Extracted records:
# # # # #

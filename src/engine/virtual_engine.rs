//! In-memory show engine
//!
//! Tracks cuelist playback, pause state, mutex groups and versatile master
//! levels well enough to exercise every protocol command without a console
//! attached. Every state-changing call is logged; tests can also ask for an
//! in-order record of them.

use std::collections::{BTreeMap, HashMap};
use std::fmt;

use super::{CuelistProperty, FadeSpec, ShowEngine};

/// A state-changing call received by the engine
#[derive(Debug, Clone, PartialEq, Eq)]
pub enum EngineCall {
    StartCuelist(u16),
    StopCuelist(u16),
    StopAllCuelists,
    GotoCue { cuelist: u16, cue: u16, fade: FadeSpec },
    PauseCuelist(u16),
    SetVmLevel { vm: u16, level: u16, fade_ms: u32 },
    AdvanceMutexGroup(u16),
    RetreatMutexGroup(u16),
}

impl fmt::Display for EngineCall {
    fn fmt(&self, f: &mut fmt::Formatter<'_>) -> fmt::Result {
        match self {
            EngineCall::StartCuelist(id) => write!(f, "start cuelist {}", id),
            EngineCall::StopCuelist(id) => write!(f, "stop cuelist {}", id),
            EngineCall::StopAllCuelists => f.write_str("stop all cuelists"),
            EngineCall::GotoCue { cuelist, cue, fade } => {
                write!(f, "goto cuelist {} cue {} with {}", cuelist, cue, fade)
            }
            EngineCall::PauseCuelist(id) => write!(f, "pause cuelist {}", id),
            EngineCall::SetVmLevel { vm, level, fade_ms } => {
                write!(f, "set VM {} to {} over {} ms", vm, level, fade_ms)
            }
            EngineCall::AdvanceMutexGroup(group) => write!(f, "advance mutex group {}", group),
            EngineCall::RetreatMutexGroup(group) => write!(f, "retreat mutex group {}", group),
        }
    }
}

/// Playback state of one cuelist
#[derive(Debug, Clone, PartialEq, Eq)]
pub struct CuelistState {
    /// Number of programmed cues
    pub cue_count: u32,
    /// Mutex group membership
    pub mutex_group: Option<u16>,
    /// Active cue, negative when stopped
    pub current_cue: i32,
    pub paused: bool,
}

impl CuelistState {
    pub fn new(cue_count: u32, mutex_group: Option<u16>) -> Self {
        Self {
            cue_count,
            mutex_group,
            current_cue: -1,
            paused: false,
        }
    }

    pub fn is_running(&self) -> bool {
        self.current_cue >= 0
    }
}

/// Level of a versatile master after its last fade request
#[derive(Debug, Clone, Copy, PartialEq, Eq)]
pub struct VmLevel {
    pub level: u16,
    pub fade_ms: u32,
}

/// In-memory [`ShowEngine`]
#[derive(Debug, Default)]
pub struct VirtualEngine {
    cuelists: BTreeMap<u16, CuelistState>,
    masters: HashMap<u16, VmLevel>,
    /// Last cuelist played in each mutex group
    group_pointers: HashMap<u16, u16>,
    /// Only kept when recording was asked for
    calls: Option<Vec<EngineCall>>,
}

impl VirtualEngine {
    pub fn new() -> Self {
        Self::default()
    }

    /// Add (or replace) a cuelist
    pub fn add_cuelist(&mut self, id: u16, cue_count: u32, mutex_group: Option<u16>) {
        self.cuelists
            .insert(id, CuelistState::new(cue_count, mutex_group));
    }

    pub fn cuelist_count(&self) -> usize {
        self.cuelists.len()
    }

    fn record(&mut self, call: EngineCall) {
        tracing::debug!("Engine: {}", call);
        if let Some(calls) = self.calls.as_mut() {
            calls.push(call);
        }
    }

    /// Mark `id` as the active member of its group, stopping the others
    fn claim_group(&mut self, id: u16) {
        let Some(group) = self.cuelists.get(&id).and_then(|c| c.mutex_group) else {
            return;
        };

        for (other_id, other) in self.cuelists.iter_mut() {
            if *other_id != id && other.mutex_group == Some(group) {
                other.current_cue = -1;
                other.paused = false;
            }
        }
        self.group_pointers.insert(group, id);
    }

    /// Stop whichever member of the group is playing
    fn release_group(&mut self, group: u16) {
        for state in self.cuelists.values_mut() {
            if state.mutex_group == Some(group) {
                state.current_cue = -1;
                state.paused = false;
            }
        }
    }
}

#[cfg(test)]
impl VirtualEngine {
    /// Keep an in-order record of every state-changing call
    pub fn recording(mut self) -> Self {
        self.calls = Some(Vec::new());
        self
    }

    /// Builder form of [`VirtualEngine::add_cuelist`]
    pub fn with_cuelist(mut self, id: u16, cue_count: u32, mutex_group: Option<u16>) -> Self {
        self.add_cuelist(id, cue_count, mutex_group);
        self
    }

    pub fn cuelist(&self, id: u16) -> Option<&CuelistState> {
        self.cuelists.get(&id)
    }

    pub fn is_running(&self, id: u16) -> bool {
        self.cuelist(id).map(|c| c.is_running()).unwrap_or(false)
    }

    pub fn vm_level(&self, vm: u16) -> Option<VmLevel> {
        self.masters.get(&vm).copied()
    }

    /// Calls recorded so far, oldest first. Empty unless recording.
    pub fn calls(&self) -> &[EngineCall] {
        self.calls.as_deref().unwrap_or_default()
    }

    /// Forget the recorded calls, keeping playback state
    pub fn clear_calls(&mut self) {
        if let Some(calls) = self.calls.as_mut() {
            calls.clear();
        }
    }
}

impl ShowEngine for VirtualEngine {
    fn start_cuelist(&mut self, cuelist: u16) {
        self.record(EngineCall::StartCuelist(cuelist));

        let Some(state) = self.cuelists.get_mut(&cuelist) else {
            tracing::debug!("Start ignored, cuelist {} does not exist", cuelist);
            return;
        };
        if state.cue_count == 0 {
            return;
        }

        if state.paused {
            state.paused = false;
        } else if state.current_cue < 0 {
            state.current_cue = 0;
        } else {
            state.current_cue = (state.current_cue + 1) % state.cue_count as i32;
        }
        self.claim_group(cuelist);
    }

    fn stop_cuelist(&mut self, cuelist: u16) {
        self.record(EngineCall::StopCuelist(cuelist));

        if let Some(state) = self.cuelists.get_mut(&cuelist) {
            state.current_cue = -1;
            state.paused = false;
        }
    }

    fn stop_all_cuelists(&mut self) {
        self.record(EngineCall::StopAllCuelists);

        for state in self.cuelists.values_mut() {
            state.current_cue = -1;
            state.paused = false;
        }
    }

    fn goto_cue(&mut self, cuelist: u16, cue: u16, fade: FadeSpec) {
        self.record(EngineCall::GotoCue { cuelist, cue, fade });

        let Some(state) = self.cuelists.get_mut(&cuelist) else {
            return;
        };
        if u32::from(cue) >= state.cue_count {
            tracing::debug!("Cuelist {} has no cue {}", cuelist, cue);
            return;
        }

        state.current_cue = i32::from(cue);
        state.paused = false;
        self.claim_group(cuelist);
    }

    fn current_cue(&self, cuelist: u16) -> i32 {
        self.cuelists
            .get(&cuelist)
            .map(|c| c.current_cue)
            .unwrap_or(-1)
    }

    fn is_paused(&self, cuelist: u16) -> bool {
        self.cuelists
            .get(&cuelist)
            .map(|c| c.paused)
            .unwrap_or(false)
    }

    fn pause_cuelist(&mut self, cuelist: u16) {
        self.record(EngineCall::PauseCuelist(cuelist));

        if let Some(state) = self.cuelists.get_mut(&cuelist) {
            if state.is_running() {
                state.paused = true;
            }
        }
    }

    fn set_vm_level(&mut self, vm: u16, level: u16, fade_ms: u32) {
        self.record(EngineCall::SetVmLevel { vm, level, fade_ms });
        if let Some(previous) = self.masters.insert(vm, VmLevel { level, fade_ms }) {
            tracing::trace!(
                "VM {} was at {} after a {} ms fade",
                vm,
                previous.level,
                previous.fade_ms
            );
        }
    }

    fn cue_count(&self, cuelist: u16) -> u32 {
        self.cuelists
            .get(&cuelist)
            .map(|c| c.cue_count)
            .unwrap_or(0)
    }

    fn cuelist_property(&self, cuelist: u16, property: CuelistProperty) -> i32 {
        match property {
            CuelistProperty::MutualExcludeGroup => self
                .cuelists
                .get(&cuelist)
                .and_then(|c| c.mutex_group)
                .map(i32::from)
                .unwrap_or(-1),
        }
    }

    fn mutex_group_current(&self, group: u16) -> i32 {
        self.group_pointers
            .get(&group)
            .map(|id| i32::from(*id))
            .unwrap_or(-1)
    }

    fn advance_mutex_group(&mut self, group: u16) {
        self.record(EngineCall::AdvanceMutexGroup(group));
        self.release_group(group);
    }

    fn retreat_mutex_group(&mut self, group: u16) {
        self.record(EngineCall::RetreatMutexGroup(group));
        self.release_group(group);
    }
}

#[cfg(test)]
mod tests {
    use super::*;

    #[test]
    fn test_start_and_stop() {
        let mut engine = VirtualEngine::new().with_cuelist(1, 3, None);
        assert_eq!(engine.current_cue(1), -1);

        engine.start_cuelist(1);
        assert_eq!(engine.current_cue(1), 0);

        engine.start_cuelist(1);
        assert_eq!(engine.current_cue(1), 1);

        engine.stop_cuelist(1);
        assert!(!engine.is_running(1));
    }

    #[test]
    fn test_pause_is_not_a_toggle() {
        let mut engine = VirtualEngine::new().with_cuelist(2, 1, None);
        engine.start_cuelist(2);

        engine.pause_cuelist(2);
        engine.pause_cuelist(2);
        assert!(engine.is_paused(2));

        engine.start_cuelist(2);
        assert!(!engine.is_paused(2));
        assert_eq!(engine.current_cue(2), 0);
    }

    #[test]
    fn test_group_members_are_exclusive() {
        let mut engine = VirtualEngine::new()
            .with_cuelist(3, 1, Some(9))
            .with_cuelist(7, 1, Some(9))
            .with_cuelist(8, 1, None);

        engine.start_cuelist(8);
        engine.start_cuelist(3);
        engine.start_cuelist(7);

        assert!(!engine.is_running(3));
        assert!(engine.is_running(7));
        assert!(engine.is_running(8));
        assert_eq!(engine.mutex_group_current(9), 7);
        assert_eq!(engine.mutex_group_current(4), -1);
    }

    #[test]
    fn test_vm_levels() {
        let mut engine = VirtualEngine::new();
        assert_eq!(engine.vm_level(3), None);

        engine.set_vm_level(3, 80, 2000);
        assert_eq!(
            engine.vm_level(3),
            Some(VmLevel {
                level: 80,
                fade_ms: 2000
            })
        );
    }

    #[test]
    fn test_missing_cuelist_queries() {
        let engine = VirtualEngine::new();
        assert_eq!(engine.cue_count(42), 0);
        assert_eq!(
            engine.cuelist_property(42, CuelistProperty::MutualExcludeGroup),
            -1
        );
        assert!(!engine.is_paused(42));
    }

    #[test]
    fn test_goto_cue_out_of_range() {
        let mut engine = VirtualEngine::new().recording().with_cuelist(1, 2, None);
        engine.goto_cue(1, 5, FadeSpec::Default);
        assert!(!engine.is_running(1));

        engine.goto_cue(1, 1, FadeSpec::Default);
        assert_eq!(engine.current_cue(1), 1);
        assert_eq!(engine.calls().len(), 2);
    }

    #[test]
    fn test_calls_not_kept_unless_recording() {
        let mut engine = VirtualEngine::new().with_cuelist(1, 2, None);
        for _ in 0..10_000 {
            engine.start_cuelist(1);
            engine.stop_cuelist(1);
        }
        assert!(engine.calls.is_none());
        assert!(engine.calls().is_empty());

        let mut engine = VirtualEngine::new().recording().with_cuelist(1, 2, None);
        engine.start_cuelist(1);
        assert_eq!(engine.calls(), &[EngineCall::StartCuelist(1)]);
    }

    #[test]
    fn test_call_display() {
        assert_eq!(EngineCall::StopAllCuelists.to_string(), "stop all cuelists");
        assert_eq!(
            EngineCall::SetVmLevel {
                vm: 3,
                level: 50,
                fade_ms: 10_000
            }
            .to_string(),
            "set VM 3 to 50 over 10000 ms"
        );
        assert_eq!(
            EngineCall::GotoCue {
                cuelist: 5,
                cue: 2,
                fade: FadeSpec::Default
            }
            .to_string(),
            "goto cuelist 5 cue 2 with default fade"
        );
    }
}
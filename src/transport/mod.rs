//! Transport module - Delivers complete command messages to the service
//!
//! Provides:
//! - [`MessageSource`], the one capability both transports implement
//! - [`UdpChannel`] for datagrams and [`send_command`] for sending them
//! - [`SerialChannel`] for RS232 links

mod serial;
mod udp;

pub use serial::*;
pub use udp::*;

use async_trait::async_trait;
use std::fmt;
use std::net::SocketAddr;
use thiserror::Error;

/// Transport errors
#[derive(Error, Debug)]
pub enum TransportError {
    #[error("IO error: {0}")]
    Io(#[from] std::io::Error),

    #[error("Serial port error: {0}")]
    Serial(#[from] serialport::Error),

    #[error("Bind failed: {0}")]
    BindFailed(String),
}

pub type TransportResult<T> = Result<T, TransportError>;

/// Where a message came from
#[derive(Debug, Clone, PartialEq, Eq)]
pub enum Origin {
    Serial { port: String },
    Udp { addr: SocketAddr },
}

impl fmt::Display for Origin {
    fn fmt(&self, f: &mut fmt::Formatter<'_>) -> fmt::Result {
        match self {
            Origin::Serial { port } => write!(f, "serial:{}", port),
            Origin::Udp { addr } => write!(f, "udp:{}", addr),
        }
    }
}

/// One complete message as delivered by a transport
#[derive(Debug, Clone, PartialEq, Eq)]
pub struct Inbound {
    pub text: String,
    pub origin: Origin,
}

impl Inbound {
    pub fn new(text: impl Into<String>, origin: Origin) -> Self {
        Self {
            text: text.into(),
            origin,
        }
    }
}

/// A transport that yields complete command messages
#[async_trait]
pub trait MessageSource: Send {
    /// Wait for the next message.
    /// Returns `Ok(None)` once the source is exhausted.
    async fn next_message(&mut self) -> TransportResult<Option<Inbound>>;

    /// Drop per-message state after a malformed message
    fn reset(&mut self) {}

    /// Short name for logs
    fn name(&self) -> String;
}
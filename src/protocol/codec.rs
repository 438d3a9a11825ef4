//! Line framing for byte streams
//!
//! Serial links deliver an unframed byte stream. Commands are split on CR or
//! LF, and each complete line is handed out in arrival order.

use bytes::{Buf, BytesMut};

/// Longest line kept before the buffer is discarded as garbage
const MAX_LINE_LEN: usize = 4096;

/// Splits an incoming byte stream into command lines
pub struct LineDecoder {
    buf: BytesMut,
}

impl LineDecoder {
    pub fn new() -> Self {
        Self {
            buf: BytesMut::with_capacity(256),
        }
    }

    /// Append received bytes
    pub fn extend(&mut self, data: &[u8]) {
        self.buf.extend_from_slice(data);

        if self.buf.len() > MAX_LINE_LEN && !self.buf.iter().any(|b| is_terminator(*b)) {
            tracing::warn!(
                "Discarding {} unterminated bytes from line buffer",
                self.buf.len()
            );
            self.buf.clear();
        }
    }

    /// Take the next complete line.
    ///
    /// Returns the line text and how many bytes remain buffered after it, or
    /// `None` once no complete line is left. Empty lines (the second half of
    /// a CRLF pair, blank input) are skipped.
    pub fn read_line(&mut self) -> Option<(String, usize)> {
        loop {
            let end = self.buf.iter().position(|b| is_terminator(*b))?;
            let line = self.buf.split_to(end);
            self.buf.advance(1);

            if line.is_empty() {
                continue;
            }

            let text = String::from_utf8_lossy(&line).into_owned();
            return Some((text, self.buf.len()));
        }
    }

    /// Bytes waiting for a terminator
    #[cfg(test)]
    pub fn buffered(&self) -> usize {
        self.buf.len()
    }
}

impl Default for LineDecoder {
    fn default() -> Self {
        Self::new()
    }
}

fn is_terminator(b: u8) -> bool {
    b == b'\r' || b == b'\n'
}
//! Engine module - The show-control engine the dispatcher drives
//!
//! This module provides:
//! - The [`ShowEngine`] trait every backend implements
//! - [`VirtualEngine`], an in-memory backend for dry runs and tests

mod virtual_engine;

pub use virtual_engine::*;

use std::fmt;

/// Fade used when jumping to a cue
#[derive(Debug, Clone, Copy, PartialEq, Eq)]
pub enum FadeSpec {
    /// The cue's own programmed fade
    Default,
}

impl fmt::Display for FadeSpec {
    fn fmt(&self, f: &mut fmt::Formatter<'_>) -> fmt::Result {
        match self {
            FadeSpec::Default => f.write_str("default fade"),
        }
    }
}

/// Named cuelist properties that can be read from the engine
#[derive(Debug, Clone, Copy, PartialEq, Eq)]
pub enum CuelistProperty {
    /// The mutex group the cuelist belongs to
    MutualExcludeGroup,
}

/// Operations the dispatcher needs from a show-control engine.
///
/// Ids are plain protocol values. Queries that can report "nothing" use
/// negative numbers the way the engine does: a current cue below zero means
/// the cuelist is not running.
pub trait ShowEngine: Send {
    fn start_cuelist(&mut self, cuelist: u16);

    fn stop_cuelist(&mut self, cuelist: u16);

    fn stop_all_cuelists(&mut self);

    fn goto_cue(&mut self, cuelist: u16, cue: u16, fade: FadeSpec);

    /// Index of the active cue, negative when stopped
    fn current_cue(&self, cuelist: u16) -> i32;

    fn is_paused(&self, cuelist: u16) -> bool;

    /// Pause a running cuelist. Pausing twice leaves it paused.
    fn pause_cuelist(&mut self, cuelist: u16);

    fn set_vm_level(&mut self, vm: u16, level: u16, fade_ms: u32);

    /// Number of cues programmed in the cuelist, 0 if it does not exist
    fn cue_count(&self, cuelist: u16) -> u32;

    /// Read a numeric cuelist property, negative if unset
    fn cuelist_property(&self, cuelist: u16, property: CuelistProperty) -> i32;

    /// The cuelist the group currently points at, negative if none
    fn mutex_group_current(&self, group: u16) -> i32;

    /// Move the group forward before the next member is played
    fn advance_mutex_group(&mut self, group: u16);

    /// Move the group backward before the previous member is played
    fn retreat_mutex_group(&mut self, group: u16);
}
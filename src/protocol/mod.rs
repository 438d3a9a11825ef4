//! Protocol module - Defines the text wire protocol shared by serial and UDP
//!
//! Every command is plain text with no delimiters:
//! - 2 character opcode (case-insensitive)
//! - N parameters, each exactly 3 zero-padded decimal digits
//!
//! Framing is the transport's job; the protocol itself has no terminator.

mod message;
mod codec;

pub use message::*;
pub use codec::*;

/// Length of the opcode prefix
pub const OPCODE_LEN: usize = 2;

/// Width of every numeric parameter field
pub const PARAM_WIDTH: usize = 3;

/// Highest cuelist index the mutex navigator will scan
pub const MAX_CUELIST: u16 = 100;

/// Cuelist id that stands for "all cuelists" in the stop command
pub const ALL_CUELISTS: u16 = 0;

/// Default UDP port for incoming commands
pub const DEFAULT_UDP_PORT: u16 = 7000;

/// Size of the shared UDP receive buffer
pub const DEFAULT_BUFFER_SIZE: usize = 500;
//! Command handlers
//!
//! One function per opcode. Each reads its parameters from the message first,
//! so a malformed message fails before the engine is touched, then makes its
//! engine calls. Returning `Ok` marks the command as processed.

use crate::engine::{FadeSpec, ShowEngine};
use crate::protocol::{Message, ProtocolResult, ALL_CUELISTS};

use super::mutex;

/// `PC` - start cuelist `[0]`
pub fn play_cuelist(engine: &mut dyn ShowEngine, message: &Message) -> ProtocolResult<()> {
    let cuelist = message.param(0)?;
    engine.start_cuelist(cuelist);
    Ok(())
}

/// `PQ` - jump cuelist `[0]` to cue `[1]` with the default fade
pub fn play_cue(engine: &mut dyn ShowEngine, message: &Message) -> ProtocolResult<()> {
    let cuelist = message.param(0)?;
    let cue = message.param(1)?;
    engine.goto_cue(cuelist, cue, FadeSpec::Default);
    Ok(())
}

/// `IN` - set versatile master `[0]` to level `[1]` immediately
pub fn set_level(engine: &mut dyn ShowEngine, message: &Message) -> ProtocolResult<()> {
    let vm = message.param(0)?;
    let level = message.param(1)?;
    engine.set_vm_level(vm, level, 0);
    Ok(())
}

/// `AF` - fade versatile master `[0]` to level `[1]` over `[2]` seconds
pub fn auto_fade(engine: &mut dyn ShowEngine, message: &Message) -> ProtocolResult<()> {
    let vm = message.param(0)?;
    let level = message.param(1)?;
    let fade_ms = u32::from(message.param(2)?) * 1000;
    engine.set_vm_level(vm, level, fade_ms);
    Ok(())
}

/// `ST` - stop cuelist `[0]`, or every cuelist for 0
pub fn stop(engine: &mut dyn ShowEngine, message: &Message) -> ProtocolResult<()> {
    let cuelist = message.param(0)?;
    if cuelist == ALL_CUELISTS {
        engine.stop_all_cuelists();
    } else {
        engine.stop_cuelist(cuelist);
    }
    Ok(())
}

/// `TP` - start cuelist `[0]` if it is stopped, stop it otherwise
pub fn toggle_play(engine: &mut dyn ShowEngine, message: &Message) -> ProtocolResult<()> {
    let cuelist = message.param(0)?;
    if engine.current_cue(cuelist) < 0 {
        engine.start_cuelist(cuelist);
    } else {
        engine.stop_cuelist(cuelist);
    }
    Ok(())
}

/// `PP` - toggle pause on cuelist `[0]`.
///
/// Pause is always sent once. The state read before that call then decides
/// the second call: a paused cuelist is resumed, a running one paused again.
pub fn toggle_pause(engine: &mut dyn ShowEngine, message: &Message) -> ProtocolResult<()> {
    let cuelist = message.param(0)?;
    let was_paused = engine.is_paused(cuelist);

    engine.pause_cuelist(cuelist);

    if was_paused {
        engine.start_cuelist(cuelist);
    } else {
        engine.pause_cuelist(cuelist);
    }
    Ok(())
}

/// `NX` - play the next cuelist of mutex group `[0]`
pub fn next_mutex(engine: &mut dyn ShowEngine, message: &Message) -> ProtocolResult<()> {
    let group = message.param(0)?;
    engine.advance_mutex_group(group);

    match mutex::find_next(&*engine, group) {
        Some(cuelist) => engine.start_cuelist(cuelist),
        None => tracing::debug!("Mutex group {} has no next cuelist", group),
    }
    Ok(())
}

/// `PX` - play the previous cuelist of mutex group `[0]`
pub fn prev_mutex(engine: &mut dyn ShowEngine, message: &Message) -> ProtocolResult<()> {
    let group = message.param(0)?;
    engine.retreat_mutex_group(group);

    match mutex::find_prev(&*engine, group) {
        Some(cuelist) => engine.start_cuelist(cuelist),
        None => tracing::debug!("Mutex group {} has no previous cuelist", group),
    }
    Ok(())
}

#[cfg(test)]
mod tests {
    use super::*;
    use crate::engine::{EngineCall, VirtualEngine};

    #[test]
    fn test_toggle_pause_from_running() {
        let mut engine = VirtualEngine::new().recording().with_cuelist(4, 2, None);
        engine.start_cuelist(4);
        engine.clear_calls();

        toggle_pause(&mut engine, &Message::new("PP004")).unwrap();

        assert_eq!(
            engine.calls(),
            &[EngineCall::PauseCuelist(4), EngineCall::PauseCuelist(4)]
        );
        assert!(engine.is_paused(4));
    }

    #[test]
    fn test_toggle_pause_from_paused() {
        let mut engine = VirtualEngine::new().recording().with_cuelist(4, 2, None);
        engine.start_cuelist(4);
        engine.pause_cuelist(4);
        engine.clear_calls();

        toggle_pause(&mut engine, &Message::new("PP004")).unwrap();

        assert_eq!(
            engine.calls(),
            &[EngineCall::PauseCuelist(4), EngineCall::StartCuelist(4)]
        );
        assert!(!engine.is_paused(4));
        assert!(engine.is_running(4));
    }

    #[test]
    fn test_params_read_before_engine_calls() {
        let mut engine = VirtualEngine::new().recording();
        let result = play_cue(&mut engine, &Message::new("PQ001"));
        assert!(result.is_err());
        assert!(engine.calls().is_empty());
    }

    #[test]
    fn test_next_mutex_without_members() {
        let mut engine = VirtualEngine::new().recording();
        next_mutex(&mut engine, &Message::new("NX003")).unwrap();
        assert_eq!(engine.calls(), &[EngineCall::AdvanceMutexGroup(3)]);
    }

    #[test]
    fn test_prev_mutex_plays_previous_member() {
        let mut engine = VirtualEngine::new().recording()
            .with_cuelist(2, 1, Some(1))
            .with_cuelist(6, 1, Some(1));
        engine.start_cuelist(6);
        engine.clear_calls();

        prev_mutex(&mut engine, &Message::new("PX001")).unwrap();

        assert_eq!(
            engine.calls(),
            &[EngineCall::RetreatMutexGroup(1), EngineCall::StartCuelist(2)]
        );
        assert!(engine.is_running(2));
        assert!(!engine.is_running(6));
    }
}
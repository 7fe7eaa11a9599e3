//! Common utilities shared across the workspace.
//!
//! This crate provides:
//! - Unified error handling for the data-access layer
//! - Configuration structures

pub mod config;
pub mod error;

pub use config::*;
pub use error::{AppError, AppResult};
//! User Service Library
//!
//! Data-access layer for users stored in a document store: validation of
//! caller input, create/update/delete/get, and paginated listing that finds
//! keys through an index or scan and then batch-loads the full records.

pub mod config;
pub mod infra;
pub mod repository;

use std::sync::Arc;

use serde_json::Value;

use common::AppResult;
use domain::UserInput;

use crate::config::UserServiceConfig;
use crate::repository::{DocumentUserRepository, UserRepository};

/// Build a repository backed by DynamoDB (for the CLI and embedding callers).
#[cfg(feature = "dynamodb")]
pub async fn connect_repository(config: &UserServiceConfig) -> Arc<dyn UserRepository> {
    let store = infra::DynamoDbStore::connect(&config.dynamodb).await;
    Arc::new(DocumentUserRepository::new(
        Arc::new(store),
        config.users_db.clone(),
    ))
}

/// Build a repository backed by an in-memory store.
pub fn memory_repository(config: &UserServiceConfig) -> Arc<dyn UserRepository> {
    let store = infra::MemoryStore::for_users(&config.users_db);
    Arc::new(DocumentUserRepository::new(
        Arc::new(store),
        config.users_db.clone(),
    ))
}

/// A single repository operation.
#[derive(Debug, Clone, PartialEq, Eq)]
pub enum UserCommand {
    Create(UserInput),
    Update {
        id: String,
        input: UserInput,
    },
    Get {
        id: String,
    },
    Delete {
        id: String,
    },
    List {
        query: Option<String>,
        limit: u32,
        cursor: Option<String>,
    },
}

/// Run a command against a repository and render the result as JSON.
///
/// Deleting a user that does not exist renders as `null`.
pub async fn execute(repo: &dyn UserRepository, command: UserCommand) -> AppResult<Value> {
    let output = match command {
        UserCommand::Create(input) => serde_json::to_value(repo.create_user(input).await?)?,
        UserCommand::Update { id, input } => {
            serde_json::to_value(repo.update_user(&id, input).await?)?
        }
        UserCommand::Get { id } => serde_json::to_value(repo.get_user(&id).await?)?,
        UserCommand::Delete { id } => serde_json::to_value(repo.delete_user(&id).await?)?,
        UserCommand::List {
            query,
            limit,
            cursor,
        } => serde_json::to_value(repo.list_users(query, limit, cursor).await?)?,
    };
    Ok(output)
}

# # # # #

WORK ORDER.
Every line above that holds the word "UserServiceConfig" is to be found and copied.

PROBLEM SOLUTION.
use crate::config::UserServiceConfig;
pub async fn connect_repository(config: &UserServiceConfig) -> Arc<dyn UserRepository> {
pub fn memory_repository(config: &UserServiceConfig) -> Arc<dyn UserRepository> {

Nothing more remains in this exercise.